Comprehensive treatment is mandatory and should include:

  • medicines;
  • various physiotherapy techniques;
  • physiotherapy;
  • non-traditional therapy (acupressure, acupuncture).

It is also important to pay attention to non-medicated measures, such as reducing physical activity, which includes minimizing strain, replacing the mattress, and purchasing an orthopedic pillow.

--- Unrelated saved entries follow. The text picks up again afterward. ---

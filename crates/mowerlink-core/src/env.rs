//! Environment abstraction for deterministic testing.
//!
//! Decouples protocol logic from system resources (time, randomness). Enables
//! deterministic unit tests (fixed clock, seeded RNG) and production use with
//! real system resources, without the handshake state machine ever touching
//! `std::time::Instant::now()` or an RNG directly.

use std::time::Duration;

/// Abstract environment providing time, randomness, and async primitives.
///
/// # Safety
///
/// Implementations MUST guarantee:
///
/// - `now()` never goes backwards
/// - `random_bytes()` uses cryptographically secure entropy in production
/// - Methods are infallible except in exceptional circumstances (e.g., OS
///   entropy exhaustion, incorrect simulation setup)
pub trait Environment: Clone + Send + Sync + 'static {
    /// The specific instant type used by this environment.
    ///
    /// Production environments use `std::time::Instant`, while simulation
    /// environments use virtual time (e.g., `turmoil::Instant`).
    type Instant: Copy
        + Ord
        + Send
        + Sync
        + std::ops::Sub<Output = Duration>
        + std::ops::Add<Duration, Output = Self::Instant>;

    /// Current time (monotonic).
    ///
    /// # Invariants
    ///
    /// - This method MUST return values that never decrease within a single
    ///   execution context. Subsequent calls must return times >= previous
    ///   calls.
    fn now(&self) -> Self::Instant;

    /// Sleeps for the specified duration.
    ///
    /// This is the ONLY async method in the trait, and it should only be used
    /// by driver code (not protocol logic).
    fn sleep(&self, duration: Duration) -> impl std::future::Future<Output = ()> + Send;

    /// Fills the provided buffer with random bytes.
    ///
    /// # Invariants
    ///
    /// - Given the same RNG seed, this produces the same sequence of bytes
    /// - Uses cryptographically secure RNG
    fn random_bytes(&self, buffer: &mut [u8]);

    /// Generates a random `u64`.
    ///
    /// This is a convenience method for common use cases like generating
    /// session IDs or request IDs.
    fn random_u64(&self) -> u64 {
        let mut bytes = [0u8; 8];
        self.random_bytes(&mut bytes);
        u64::from_be_bytes(bytes)
    }

    /// Generates a random `u128`.
    ///
    /// Useful for UUIDs or room IDs.
    fn random_u128(&self) -> u128 {
        let mut bytes = [0u8; 16];
        self.random_bytes(&mut bytes);
        u128::from_be_bytes(bytes)
    }

    /// Generates a random 16-bit value in `[1, 0xFFFF]`.
    ///
    /// Used for Diffie-Hellman private secrets, which the handshake requires
    /// to be non-zero.
    fn random_nonzero_u16(&self) -> u16 {
        let mut bytes = [0u8; 2];
        loop {
            self.random_bytes(&mut bytes);
            let value = u16::from_be_bytes(bytes);
            if value != 0 {
                return value;
            }
        }
    }

    /// Current wall-clock time, in seconds since the Unix epoch.
    ///
    /// Used to timestamp telemetry sink writes. Unlike [`Environment::now`],
    /// this need not be monotonic: it is only ever used to label data for
    /// external storage, never for scheduling.
    fn wall_clock_secs(&self) -> u64;
}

Atypical symptoms, sensations and pain

In addition to the typical pains in thoracic osteochondrosis, there are a number of atypical pains that cannot be associated with spinal diseases. However, you should be aware of them:

  • Heartache. . . It is common for such pathology to cause heart pain while mimicking the attacks of a heart attack. One of the distinguishing features is their duration. Unlike true heart pain, osteochondrosis can be painful for several weeks. In addition, the use of conventional medications does not reduce the onset of pain. Here it is worth thinking about the presence of a pathology other than the heart.
  • Imitationpathologies of the mammary glands. . . This clinical picture is directly relevant to patients. Chest osteochondrosis often makes a person think about breast disease because a woman can observe pain in the chest region that spreads to the glands for a long time. It is only possible to identify the true cause of such a symptom, or at least rule out problems with the mammary glands, after an examination by a mammologist.
  • Pain in the abdominal cavity. . . This symptom suspects the presence of gastritis and other gastrointestinal disorders. A gastroenterologist may mistakenly diagnose pancreatitis or cholecystitis. Such diagnoses can be refuted or confirmed by thorough investigation.
  • In addition to these signs, the patient may experience severe painchest discomfortdescribed as a foreign object. It is often difficult to take a deep breath or exhale, the feeling that it is impossible to breathe deeply with shortness of breath with little physical activity.

The process of treating degenerative-dystrophic diseases is not easy, it requires a long time, effort of the patient and training of the treating physician.

Be sure to consult your doctor before treating any illness. This helps to take into account individual tolerance, confirm the diagnosis, ensure that treatment is correct, and rule out negative drug interactions. If you use a prescription without consulting your doctor, you do so entirely at your own risk. All information is for informational purposes only and does not constitute a medical aid. You are solely responsible for the application.